**Aim of the exercise:**
Only the lines of the data holding the string "same" need to be returned.

**Available data:**
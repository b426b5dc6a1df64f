use std::path::PathBuf;
use std::str::FromStr;
use std::sync::Arc;
use anyhow::{Context, Result};
use chrono::{DateTime, Duration, Utc};
use clap::{Args, Parser, Subcommand};
use nt_core::ArticleStore;
use nt_feed::{EngineConfig, FeedRequest, FeedService, StoryClusterer};
use nt_storage::Dataset;
use tracing::{debug, info, warn, Level};

mod render;

#[derive(Debug, Clone, Copy, PartialEq)]
struct HumanDuration(Duration);

impl FromStr for HumanDuration {
    type Err = String;

    fn from_str(s: &str) -> std::result::Result<Self, Self::Err> {
        let mut total_seconds = 0i64;
        let mut current_number = String::new();
        let mut has_unit = false;

        for c in s.chars() {
            if c.is_ascii_digit() {
                current_number.push(c);
            } else if !current_number.is_empty() {
                let unit_seconds = match c {
                    's' => 1,
                    'm' => 60,
                    'h' => 3600,
                    'd' => 86400,
                    'w' => 604800,
                    _ => return Err(format!("Invalid duration unit: {}", c)),
                };
                total_seconds = add_component(total_seconds, &current_number, unit_seconds)
                    .ok_or_else(|| format!("Duration too large: {}", s))?;
                current_number.clear();
                has_unit = true;
            } else if !c.is_whitespace() {
                return Err(format!("Invalid character in duration: {}", c));
            }
        }

        // A bare number is a count of days
        if !current_number.is_empty() {
            total_seconds = add_component(total_seconds, &current_number, 86400)
                .ok_or_else(|| format!("Duration too large: {}", s))?;
            has_unit = true;
        }

        if !has_unit {
            return Err("Duration must include a number".to_string());
        }

        Duration::try_seconds(total_seconds)
            .map(HumanDuration)
            .ok_or_else(|| format!("Duration out of range: {}", s))
    }
}

fn add_component(total_seconds: i64, digits: &str, unit_seconds: i64) -> Option<i64> {
    digits
        .parse::<i64>()
        .ok()?
        .checked_mul(unit_seconds)?
        .checked_add(total_seconds)
}

#[derive(Parser, Debug)]
#[command(author, version, about = "Personalized news feeds and same-story clustering", long_about = None)]
struct Cli {
    /// Log at debug level
    #[arg(long, short, global = true)]
    verbose: bool,
    /// Engine configuration (JSON); missing fields keep their defaults
    #[arg(long, global = true)]
    config: Option<PathBuf>,
    /// Dataset with articles and user signals (JSON)
    #[arg(long, global = true)]
    data: Option<PathBuf>,
    /// Reference time for every time window, RFC 3339 (defaults to now)
    #[arg(long, global = true)]
    now: Option<DateTime<Utc>>,
    /// Print JSON instead of text
    #[arg(long, global = true)]
    json: bool,
    #[command(subcommand)]
    command: Commands,
}

#[derive(Subcommand, Debug)]
enum Commands {
    /// Rank the feed for a user, or the trending feed without one
    Feed(FeedArgs),
    /// Group articles reporting the same story from different sources
    Cluster(ClusterArgs),
}

#[derive(Args, Debug)]
struct FeedArgs {
    #[arg(long)]
    user: Option<String>,
    #[arg(long)]
    limit: Option<usize>,
    #[arg(long, default_value_t = 0)]
    offset: usize,
    /// Show the contribution of every scoring factor
    #[arg(long)]
    breakdown: bool,
    #[arg(long)]
    recency_weight: Option<f64>,
    /// Repeated-category penalty scale; 0 disables rebalancing
    #[arg(long)]
    diversity: Option<f64>,
    /// Trending window (e.g. 7d, 36h, 2w)
    #[arg(long)]
    trending_window: Option<HumanDuration>,
}

#[derive(Args, Debug)]
struct ClusterArgs {
    #[arg(long)]
    threshold: Option<f64>,
    #[arg(long)]
    max_related: Option<usize>,
    #[arg(long)]
    max_clusters: Option<usize>,
}

fn init_logging(verbose: bool) {
    if !tracing::dispatcher::has_been_set() {
        tracing_subscriber::fmt()
            .with_max_level(if verbose { Level::DEBUG } else { Level::INFO })
            .with_writer(std::io::stderr)
            .init();
    }
}

fn load_config(path: Option<&PathBuf>) -> Result<EngineConfig> {
    match path {
        Some(path) => EngineConfig::from_json_file(path)
            .with_context(|| format!("Failed to load config from {}", path.display())),
        None => Ok(EngineConfig::default()),
    }
}

fn load_dataset(path: Option<&PathBuf>) -> Result<Dataset> {
    let path = path.context("--data is required")?;
    Dataset::from_json_file(path).with_context(|| format!("Failed to load dataset from {}", path.display()))
}

async fn run_feed(cli: &Cli, args: &FeedArgs, config: EngineConfig, now: DateTime<Utc>) -> Result<()> {
    let dataset = load_dataset(cli.data.as_ref())?;
    let (mut articles, signals) = dataset.into_stores_at(now);
    if let Some(window) = args.trending_window {
        articles = articles.with_trending_window(window.0);
    }
    debug!(
        "Catalogue holds {} published articles, {} in the trending window",
        articles.count_published().await?,
        articles.count_trending().await?
    );

    if let Some(user) = &args.user {
        if !signals.knows_user(user).await {
            warn!("User {} has no signals in the dataset, expect the trending feed", user);
        }
    }

    let service = FeedService::new(Arc::new(articles), Arc::new(signals), config);
    let request = FeedRequest {
        user_id: args.user.clone(),
        limit: args.limit,
        offset: args.offset,
        include_breakdown: args.breakdown,
        recency_weight: args.recency_weight,
        diversity_factor: args.diversity,
    };

    let page = service.get_personalized_feed_at(&request, now).await?;
    info!(
        "📰 Served {} of {} articles ({})",
        page.items.len(),
        page.total,
        if page.is_personalized { "personalized" } else { "trending" }
    );

    if cli.json {
        println!("{}", serde_json::to_string_pretty(&page)?);
    } else {
        print!("{}", render::feed_page(&page));
    }
    Ok(())
}

fn run_cluster(cli: &Cli, args: &ClusterArgs, mut config: EngineConfig) -> Result<()> {
    if let Some(threshold) = args.threshold {
        config.clustering.similarity_threshold = threshold;
    }
    if let Some(max_related) = args.max_related {
        config.clustering.max_related_per_cluster = max_related;
    }
    if let Some(max_clusters) = args.max_clusters {
        config.clustering.max_clusters = max_clusters;
    }
    config.validate()?;

    let dataset = load_dataset(cli.data.as_ref())?;
    let clusters = StoryClusterer::new(config.clustering).cluster(&dataset.articles);
    info!(
        "🧩 Built {} clusters from {} articles",
        clusters.len(),
        dataset.articles.len()
    );

    if cli.json {
        println!("{}", serde_json::to_string_pretty(&clusters)?);
    } else {
        print!("{}", render::clusters(&clusters));
    }
    Ok(())
}

#[tokio::main]
async fn main() -> Result<()> {
    let cli = Cli::parse();
    init_logging(cli.verbose);

    let config = load_config(cli.config.as_ref())?;
    let now = cli.now.unwrap_or_else(Utc::now);

    match &cli.command {
        Commands::Feed(args) => run_feed(&cli, args, config, now).await,
        Commands::Cluster(args) => run_cluster(&cli, args, config),
    }
}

**Response:**
#[command(author, version, about = "Personalized news feeds and same-story clustering", long_about = None)]
    /// Group articles reporting the same story from different sources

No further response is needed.